Friday, December 29, 2006
Quince in Syrup (and ramblings on quince not being a "nana fruit")
My father all but cracked up laughing when I told him that I wanted to make this recipe. Why is it that people think quince is a nana's fruit? I suspect it has something to do with the Victorians leaving quince to scent linen cupboards, but this is originally, as far as I know, a Central Asian/Middle Eastern fruit, and the uses for it in jellies and as a sweet accent in savoury dishes are astounding (Central Asian and Middle Eastern dishes often act as harmonious offerings of the tart and sweet, the savoury and spicy - a dramatic study of balance). A nana fruit this is not. One does not or should not eat a quince directly off the tree, for it is incredibly hard and astringent.
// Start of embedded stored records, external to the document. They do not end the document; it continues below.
use std::path::Path;
use std::sync::Arc;

use anyhow::Context;
use flowlist_app::config;
use flowlist_app::logging::{self, LogDestination};
use flowlist_app::session::ListSession;
use flowlist_core::{ListViewModel, Msg, QueryState};
use flowlist_engine::{HttpDataSource, SchedulerSettings, SourceSettings};
use tokio::io::{AsyncBufReadExt, BufReader};

const CONFIG_PATH: &str = "flowlist.ron";

#[tokio::main]
async fn main() -> anyhow::Result<()> {
    logging::initialize(LogDestination::File);

    let config = config::load(Path::new(CONFIG_PATH));
    let source = HttpDataSource::new(
        &config.base_url,
        SourceSettings {
            connect_timeout: config.connect_timeout(),
            request_timeout: config.request_timeout(),
        },
    )
    .context("building data source")?;

    let settings = SchedulerSettings {
        quiet_interval: config.quiet_interval(),
    };
    // An optional initial query string, e.g. `flowlist "page=2&flowName=x"`.
    let initial_query = std::env::args().nth(1).unwrap_or_default();
    let (mut session, mut view_rx, mut settled_rx) =
        ListSession::new(Arc::new(source), settings, &initial_query);

    let mut lines = BufReader::new(tokio::io::stdin()).lines();
    print_help();

    loop {
        tokio::select! {
            changed = view_rx.changed() => {
                if changed.is_err() {
                    break;
                }
                render(&view_rx.borrow_and_update());
            }
            maybe_settled = settled_rx.recv() => {
                match maybe_settled {
                    Some(settled) => session.handle_settled(settled),
                    None => break,
                }
            }
            maybe_line = lines.next_line() => {
                let Some(line) = maybe_line.context("reading stdin")? else {
                    break;
                };
                if !apply_command(&mut session, line.trim()) {
                    break;
                }
            }
        }
    }

    session.close();
    Ok(())
}

/// Translates one console command into session input. Returns false when
/// the user asked to quit.
fn apply_command(session: &mut ListSession, line: &str) -> bool {
    let (command, rest) = match line.split_once(' ') {
        Some((command, rest)) => (command, rest.trim()),
        None => (line, ""),
    };

    match (command, rest) {
        ("quit", _) | ("q", _) => return false,
        ("search", text) => session.handle(Msg::SearchChanged {
            text: text.to_string(),
        }),
        ("page", number) => match number.parse::<u32>() {
            Ok(page) => {
                let filter_text = session.view().filter_text;
                session.navigate(QueryState::new(page, filter_text).encode());
            }
            Err(_) => println!("usage: page <number>"),
        },
        ("open", raw_query) => session.navigate(raw_query.to_string()),
        ("duplicate", _) => session.handle(Msg::ItemDuplicated),
        ("delete", _) => session.handle(Msg::ItemDeleted),
        ("", _) => {}
        _ => print_help(),
    }
    true
}

fn render(view: &ListViewModel) {
    if view.loading {
        println!("... loading (page {}, filter {:?})", view.page, view.filter_text);
        return;
    }
    if let Some(error) = &view.error {
        println!("fetch failed: {}", error.message);
        return;
    }
    if view.items.is_empty() {
        println!("no flows found");
        return;
    }
    for item in &view.items {
        let marker = if item.active { "*" } else { " " };
        println!("{marker} {} {}", item.id, item.name);
    }
    if let Some(info) = view.page_info {
        if info.total_pages > 1 {
            println!("page {}/{}", info.current_page, info.total_pages);
        }
    }
}

fn print_help() {
    println!("commands: search <text> | page <n> | open <query> | duplicate | delete | quit");
}
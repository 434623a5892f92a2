/// Monotonically increasing tag for dispatched fetches. Only the result
/// carrying the highest token issued so far is accepted into the state.
pub type FetchToken = u64;

#[derive(Debug, Clone, PartialEq, Eq)]
pub struct FlowItem {
    pub id: String,
    pub name: String,
    pub active: bool,
}

#[derive(Debug, Clone, Copy, PartialEq, Eq)]
pub struct PageInfo {
    pub current_page: u32,
    pub total_pages: u32,
}

/// Settled output of the external data source for one query.
#[derive(Debug, Clone, PartialEq, Eq)]
pub struct FetchResult {
    pub items: Vec<FlowItem>,
    pub page_info: Option<PageInfo>,
}

/// Opaque fetch failure; the detail belongs to the data source and is
/// passed through to the renderer untouched.
#[derive(Debug, Clone, PartialEq, Eq)]
pub struct FetchFailure {
    pub message: String,
}

impl FetchFailure {
    pub fn new(message: impl Into<String>) -> Self {
        Self {
            message: message.into(),
        }
    }
}
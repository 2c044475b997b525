//! Pixel format catalog
//!
//! The catalog is closed: every format a surface can carry is listed here.
//! Paint routines work on straight-alpha RGBA `f32` and convert at the
//! surface boundary.

use serde::{Deserialize, Serialize};

use crate::core::PaintError;

/// Storage format of a target surface
#[derive(Debug, Clone, Copy, PartialEq, Eq, Hash, Serialize, Deserialize, Default)]
#[serde(rename_all = "kebab-case")]
pub enum PixelFormat {
    #[default]
    Rgba8,
    Rgb8,
    GrayA8,
    Gray8,
    /// Palette indices; stored but never painted on
    Indexed8,
}

impl PixelFormat {
    pub const fn bytes_per_pixel(self) -> usize {
        match self {
            PixelFormat::Rgba8 => 4,
            PixelFormat::Rgb8 => 3,
            PixelFormat::GrayA8 => 2,
            PixelFormat::Gray8 | PixelFormat::Indexed8 => 1,
        }
    }

    pub const fn has_alpha(self) -> bool {
        matches!(self, PixelFormat::Rgba8 | PixelFormat::GrayA8)
    }

    /// Whether blend and convolution routines accept this format
    pub const fn is_paintable(self) -> bool {
        !matches!(self, PixelFormat::Indexed8)
    }

    pub fn ensure_paintable(self) -> Result<(), PaintError> {
        if self.is_paintable() {
            Ok(())
        } else {
            tracing::warn!("Rejecting paint operation on {:?} surface", self);
            Err(PaintError::UnsupportedFormat(self))
        }
    }

    /// Convert one stored pixel to straight-alpha RGBA
    #[inline]
    pub fn decode(self, src: &[u8], dst: &mut [f32]) {
        match self {
            PixelFormat::Rgba8 => {
                for c in 0..4 {
                    dst[c] = src[c] as f32 / 255.0;
                }
            }
            PixelFormat::Rgb8 => {
                for c in 0..3 {
                    dst[c] = src[c] as f32 / 255.0;
                }
                dst[3] = 1.0;
            }
            PixelFormat::GrayA8 => {
                let v = src[0] as f32 / 255.0;
                dst[..3].fill(v);
                dst[3] = src[1] as f32 / 255.0;
            }
            PixelFormat::Gray8 | PixelFormat::Indexed8 => {
                let v = src[0] as f32 / 255.0;
                dst[..3].fill(v);
                dst[3] = 1.0;
            }
        }
    }

    /// Convert one straight-alpha RGBA pixel to storage
    #[inline]
    pub fn encode(self, src: &[f32], dst: &mut [u8]) {
        match self {
            PixelFormat::Rgba8 => {
                for c in 0..4 {
                    dst[c] = to_u8(src[c]);
                }
            }
            PixelFormat::Rgb8 => {
                for c in 0..3 {
                    dst[c] = to_u8(src[c]);
                }
            }
            PixelFormat::GrayA8 => {
                dst[0] = to_u8(luminance(src));
                dst[1] = to_u8(src[3]);
            }
            PixelFormat::Gray8 | PixelFormat::Indexed8 => {
                dst[0] = to_u8(luminance(src));
            }
        }
    }
}

#[inline]
fn luminance(rgb: &[f32]) -> f32 {
    0.2126 * rgb[0] + 0.7152 * rgb[1] + 0.0722 * rgb[2]
}

/// Quantize a unit value to 8 bits
#[inline]
pub fn to_u8(v: f32) -> u8 {
    (v * 255.0).round().clamp(0.0, 255.0) as u8
}

#[cfg(test)]
mod tests {
    use super::*;

    #[test]
    fn test_rgba_round_trip_is_exact() {
        let px = [12u8, 200, 7, 129];
        let mut unit = [0.0f32; 4];
        let mut back = [0u8; 4];
        PixelFormat::Rgba8.decode(&px, &mut unit);
        PixelFormat::Rgba8.encode(&unit, &mut back);
        assert_eq!(px, back);
    }

    #[test]
    fn test_gray_decodes_opaque() {
        let mut unit = [0.0f32; 4];
        PixelFormat::Gray8.decode(&[51], &mut unit);
        assert_eq!(unit[3], 1.0);
        assert!((unit[0] - 0.2).abs() < 1e-6);
    }

    #[test]
    fn test_indexed_is_not_paintable() {
        assert!(PixelFormat::Indexed8.ensure_paintable().is_err());
        assert!(PixelFormat::GrayA8.ensure_paintable().is_ok());
    }
}
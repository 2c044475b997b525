//! Paint dynamics - maps input channels to per-dab multipliers
//!
//! Every output (size, opacity, angle, ...) lists the input channels that
//! drive it, each through its own response curve. The output value is the
//! mean of the curved inputs, reinterpreted per output kind:
//! - linear outputs use the mean directly (1.0 when no input is enabled)
//! - angular outputs use `mean - 0.5` turns (0.0 when none)
//! - the aspect ratio output uses `2 * mean - 1` (0.0 when none)

use serde::{Deserialize, Serialize};

use crate::input::Coords;

/// Response curve applied to one input channel
#[derive(Debug, Clone, PartialEq, Serialize, Deserialize, Default)]
#[serde(rename_all = "kebab-case")]
pub enum PressureCurve {
    /// Linear mapping (1:1)
    #[default]
    Linear,
    /// Ease-out: more sensitive at low input
    Soft,
    /// Ease-in: less sensitive at low input
    Hard,
    /// Piecewise linear through `[input, output]` control points
    Custom(Vec<[f32; 2]>),
}

impl PressureCurve {
    /// Apply the curve to a value in 0.0 - 1.0
    pub fn apply(&self, value: f32) -> f32 {
        let p = value.clamp(0.0, 1.0);

        match self {
            PressureCurve::Linear => p,
            PressureCurve::Soft => 1.0 - (1.0 - p).powi(2),
            PressureCurve::Hard => p.powi(2),
            PressureCurve::Custom(points) => custom_curve(points, p),
        }
    }
}

fn custom_curve(points: &[[f32; 2]], p: f32) -> f32 {
    let Some(first) = points.first() else {
        return p;
    };
    if p <= first[0] {
        return first[1].clamp(0.0, 1.0);
    }
    for pair in points.windows(2) {
        let [x0, y0] = pair[0];
        let [x1, y1] = pair[1];
        if p <= x1 {
            let span = x1 - x0;
            let t = if span > f32::EPSILON { (p - x0) / span } else { 1.0 };
            return (y0 + (y1 - y0) * t).clamp(0.0, 1.0);
        }
    }
    points.last().map_or(p, |last| last[1].clamp(0.0, 1.0))
}

/// Input channel feeding a dynamics output
#[derive(Debug, Clone, Copy, PartialEq, Eq, Hash, Serialize, Deserialize)]
#[serde(rename_all = "kebab-case")]
pub enum DynamicsInput {
    Pressure,
    Velocity,
    Direction,
    Tilt,
    Wheel,
    Random,
    Fade,
}

/// Modulated paint parameter
#[derive(Debug, Clone, Copy, PartialEq, Eq, Hash, Serialize, Deserialize)]
#[serde(rename_all = "kebab-case")]
pub enum DynamicsOutput {
    Opacity,
    Size,
    Angle,
    Hardness,
    Force,
    AspectRatio,
    Spacing,
    Rate,
    Flow,
    Jitter,
}

/// Per-dab values that are not part of the coordinate sample
#[derive(Debug, Clone, Copy, PartialEq)]
pub struct DynamicsContext {
    /// Position along the fade, 0.0 - 1.0
    pub fade_point: f64,
    /// Uniform random sample, 0.0 - 1.0
    pub random: f64,
}

impl Default for DynamicsContext {
    fn default() -> Self {
        Self {
            fade_point: 1.0,
            random: 0.5,
        }
    }
}

/// Collaborator computing modulation multipliers
pub trait DynamicsProvider: Send + Sync {
    fn is_enabled(&self, output: DynamicsOutput) -> bool;

    fn evaluate(&self, output: DynamicsOutput, coords: &Coords, ctx: &DynamicsContext) -> f64;
}

/// One input of an output, with its curve
#[derive(Debug, Clone, PartialEq, Serialize, Deserialize)]
#[serde(rename_all = "camelCase")]
pub struct InputMapping {
    pub input: DynamicsInput,
    #[serde(default)]
    pub curve: PressureCurve,
}

/// Named dynamics profile
#[derive(Debug, Clone, Default, PartialEq, Serialize, Deserialize)]
#[serde(default, rename_all = "camelCase")]
pub struct Dynamics {
    pub name: String,
    pub opacity: Vec<InputMapping>,
    pub size: Vec<InputMapping>,
    pub angle: Vec<InputMapping>,
    pub hardness: Vec<InputMapping>,
    pub force: Vec<InputMapping>,
    pub aspect_ratio: Vec<InputMapping>,
    pub spacing: Vec<InputMapping>,
    pub rate: Vec<InputMapping>,
    pub flow: Vec<InputMapping>,
    pub jitter: Vec<InputMapping>,
}

impl Dynamics {
    /// Profile with every output disabled
    pub fn off() -> Self {
        Self {
            name: "Dynamics Off".into(),
            ..Self::default()
        }
    }

    /// Pressure drives size and opacity linearly
    pub fn pressure_size_opacity() -> Self {
        let pressure = vec![InputMapping {
            input: DynamicsInput::Pressure,
            curve: PressureCurve::Linear,
        }];
        Self {
            name: "Pressure Size Opacity".into(),
            opacity: pressure.clone(),
            size: pressure,
            ..Self::default()
        }
    }

    fn mappings(&self, output: DynamicsOutput) -> &[InputMapping] {
        match output {
            DynamicsOutput::Opacity => &self.opacity,
            DynamicsOutput::Size => &self.size,
            DynamicsOutput::Angle => &self.angle,
            DynamicsOutput::Hardness => &self.hardness,
            DynamicsOutput::Force => &self.force,
            DynamicsOutput::AspectRatio => &self.aspect_ratio,
            DynamicsOutput::Spacing => &self.spacing,
            DynamicsOutput::Rate => &self.rate,
            DynamicsOutput::Flow => &self.flow,
            DynamicsOutput::Jitter => &self.jitter,
        }
    }

    pub fn mappings_mut(&mut self, output: DynamicsOutput) -> &mut Vec<InputMapping> {
        match output {
            DynamicsOutput::Opacity => &mut self.opacity,
            DynamicsOutput::Size => &mut self.size,
            DynamicsOutput::Angle => &mut self.angle,
            DynamicsOutput::Hardness => &mut self.hardness,
            DynamicsOutput::Force => &mut self.force,
            DynamicsOutput::AspectRatio => &mut self.aspect_ratio,
            DynamicsOutput::Spacing => &mut self.spacing,
            DynamicsOutput::Rate => &mut self.rate,
            DynamicsOutput::Flow => &mut self.flow,
            DynamicsOutput::Jitter => &mut self.jitter,
        }
    }

    fn mean(&self, output: DynamicsOutput, coords: &Coords, ctx: &DynamicsContext) -> Option<f64> {
        let mappings = self.mappings(output);
        if mappings.is_empty() {
            return None;
        }
        let angular = output == DynamicsOutput::Angle;
        let total: f64 = mappings
            .iter()
            .map(|m| m.curve.apply(input_value(m.input, coords, ctx, angular) as f32) as f64)
            .sum();
        Some(total / mappings.len() as f64)
    }
}

/// Raw value of an input channel, 0.0 - 1.0
fn input_value(input: DynamicsInput, coords: &Coords, ctx: &DynamicsContext, angular: bool) -> f64 {
    match input {
        DynamicsInput::Pressure => coords.pressure,
        DynamicsInput::Velocity => 1.0 - coords.velocity,
        DynamicsInput::Direction => {
            if angular {
                coords.direction
            } else {
                (coords.direction + 0.5).rem_euclid(1.0)
            }
        }
        DynamicsInput::Tilt => {
            if angular {
                let turns = coords.ytilt.atan2(coords.xtilt) / (2.0 * std::f64::consts::PI);
                turns.rem_euclid(1.0)
            } else {
                (1.0 - (coords.xtilt * coords.xtilt + coords.ytilt * coords.ytilt).sqrt()).max(0.0)
            }
        }
        DynamicsInput::Wheel => coords.wheel,
        DynamicsInput::Random => ctx.random,
        DynamicsInput::Fade => ctx.fade_point,
    }
    .clamp(0.0, 1.0)
}

impl DynamicsProvider for Dynamics {
    fn is_enabled(&self, output: DynamicsOutput) -> bool {
        !self.mappings(output).is_empty()
    }

    fn evaluate(&self, output: DynamicsOutput, coords: &Coords, ctx: &DynamicsContext) -> f64 {
        let mean = self.mean(output, coords, ctx);
        match output {
            DynamicsOutput::Angle => mean.map_or(0.0, |m| m - 0.5),
            DynamicsOutput::AspectRatio => mean.map_or(0.0, |m| 2.0 * m - 1.0),
            _ => mean.unwrap_or(1.0),
        }
    }
}

/// How the fade position repeats along the stroke
#[derive(Debug, Clone, Copy, PartialEq, Eq, Serialize, Deserialize, Default)]
#[serde(rename_all = "kebab-case")]
pub enum FadeRepeat {
    #[default]
    None,
    Sawtooth,
    Triangular,
}

/// Fade configuration
#[derive(Debug, Clone, Copy, PartialEq, Serialize, Deserialize)]
#[serde(default, rename_all = "camelCase")]
pub struct FadeOptions {
    /// Fade length in pixels; 0 disables fading
    pub length: f64,
    pub repeat: FadeRepeat,
    pub reverse: bool,
}

impl Default for FadeOptions {
    fn default() -> Self {
        Self {
            length: 0.0,
            repeat: FadeRepeat::None,
            reverse: false,
        }
    }
}

impl FadeOptions {
    /// Position along the fade after `pixel_dist` pixels of stroke.
    ///
    /// Disabled fading reports 1.0 so that a linear fade curve is neutral.
    pub fn fade_point(&self, pixel_dist: f64) -> f64 {
        if self.length <= 0.0 {
            return 1.0;
        }
        let pos = pixel_dist / self.length;
        let pos = match self.repeat {
            FadeRepeat::None => pos.clamp(0.0, 1.0),
            FadeRepeat::Sawtooth => pos - pos.floor(),
            FadeRepeat::Triangular => {
                let cycle = pos.floor();
                let frac = pos - cycle;
                if (cycle as i64) % 2 == 1 {
                    1.0 - frac
                } else {
                    frac
                }
            }
        };
        if self.reverse {
            1.0 - pos
        } else {
            pos
        }
    }
}

#[cfg(test)]
#[allow(clippy::unwrap_used)]
mod tests {
    use super::*;

    #[test]
    fn test_pressure_curve_linear() {
        let curve = PressureCurve::Linear;
        assert_eq!(curve.apply(0.0), 0.0);
        assert_eq!(curve.apply(0.5), 0.5);
        assert_eq!(curve.apply(1.0), 1.0);
    }

    #[test]
    fn test_pressure_curve_soft_and_hard() {
        assert!(PressureCurve::Soft.apply(0.5) > 0.5);
        assert!(PressureCurve::Hard.apply(0.5) < 0.5);
        assert_eq!(PressureCurve::Hard.apply(1.0), 1.0);
    }

    #[test]
    fn test_pressure_clamping() {
        let curve = PressureCurve::Linear;
        assert_eq!(curve.apply(-0.5), 0.0);
        assert_eq!(curve.apply(1.5), 1.0);
    }

    #[test]
    fn test_custom_curve_interpolates() {
        let curve = PressureCurve::Custom(vec![[0.0, 0.2], [0.5, 0.4], [1.0, 1.0]]);
        assert!((curve.apply(0.25) - 0.3).abs() < 1e-6);
        assert!((curve.apply(0.75) - 0.7).abs() < 1e-6);
        assert_eq!(PressureCurve::Custom(vec![]).apply(0.3), 0.3);
    }

    #[test]
    fn test_disabled_outputs_are_neutral() {
        let dynamics = Dynamics::off();
        let coords = Coords::new(0.0, 0.0, 0.2);
        let ctx = DynamicsContext::default();
        assert_eq!(dynamics.evaluate(DynamicsOutput::Size, &coords, &ctx), 1.0);
        assert_eq!(dynamics.evaluate(DynamicsOutput::Angle, &coords, &ctx), 0.0);
        assert_eq!(dynamics.evaluate(DynamicsOutput::AspectRatio, &coords, &ctx), 0.0);
        assert!(!dynamics.is_enabled(DynamicsOutput::Spacing));
    }

    #[test]
    fn test_linear_output_is_mean_of_inputs() {
        let mut dynamics = Dynamics::pressure_size_opacity();
        dynamics.size.push(InputMapping {
            input: DynamicsInput::Velocity,
            curve: PressureCurve::Linear,
        });
        let coords = Coords {
            velocity: 0.6,
            ..Coords::new(0.0, 0.0, 0.8)
        };
        let value = dynamics.evaluate(DynamicsOutput::Size, &coords, &DynamicsContext::default());
        assert!((value - 0.6).abs() < 1e-6);
    }

    #[test]
    fn test_aspect_output_is_signed() {
        let mut dynamics = Dynamics::off();
        dynamics.aspect_ratio.push(InputMapping {
            input: DynamicsInput::Pressure,
            curve: PressureCurve::Linear,
        });
        let coords = Coords::new(0.0, 0.0, 0.25);
        let value = dynamics.evaluate(DynamicsOutput::AspectRatio, &coords, &DynamicsContext::default());
        assert!((value + 0.5).abs() < 1e-6);
    }

    #[test]
    fn test_fade_repeat_modes() {
        let mut fade = FadeOptions {
            length: 10.0,
            ..FadeOptions::default()
        };
        assert_eq!(fade.fade_point(25.0), 1.0);
        fade.repeat = FadeRepeat::Sawtooth;
        assert!((fade.fade_point(25.0) - 0.5).abs() < 1e-9);
        fade.repeat = FadeRepeat::Triangular;
        assert!((fade.fade_point(12.5) - 0.75).abs() < 1e-9);
        fade.reverse = true;
        assert!((fade.fade_point(12.5) - 0.25).abs() < 1e-9);
        assert_eq!(FadeOptions::default().fade_point(100.0), 1.0);
    }

    #[test]
    fn test_dynamics_from_json() {
        let json = r#"{"name": "Tilt", "angle": [{"input": "tilt"}]}"#;
        let dynamics: Dynamics = serde_json::from_str(json).unwrap();
        assert!(dynamics.is_enabled(DynamicsOutput::Angle));
        assert_eq!(dynamics.angle[0].curve, PressureCurve::Linear);
    }
}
However, of the family of pears and apples it is, so like these fruit, it is best (in my opinion) cooked in any manner. It is once warmed through that the gorgeous tropical and floral aroma of the quince is released and casts spellbound gazes on all those whose olfactory organs are even minimally functioning.
Quince in Syrup
(from Tamasin Day-Lewis' Tamasin's Kitchen Bible)
juice of 1/2 lemon
8oz (225g) unrefined sugar
2lb (900g) quince (either 4 small or two really large ones) that have had the down scrubbed off them, halved (do not remove pips or stone) and sitting in acidulated water
1) Fill a pan with 1 3/4 pints (1 litre) boiling water and add lemon juice and sugar.
2) Add quince cut side down and simmer until tender (add more water as you go to keep them covered), anywhere between 20 and 60 minutes. Do not, however, let the fruit fall apart.
3) When tender, remove quince, and once cool enough to handle, cut out the cores and put them back in the pan.
4) Reduce the syrup by simmering.
5) Return quince to simmering liquid and cool until syrup becomes thick and reddish, approximately 75 minutes.
6) Arrange quice halves cut side up on a serving plate and pour syrup on top (it will turn into a jelly as it cools).
I do not dispute that this dessert takes a while before you can eat it, but it is worth it. Besides, you get to inhale that gorgeous aroma the entire time, and that cannot be bettered. Alas, the quince season seems to have ended here, so this will be my last quince entry for a while.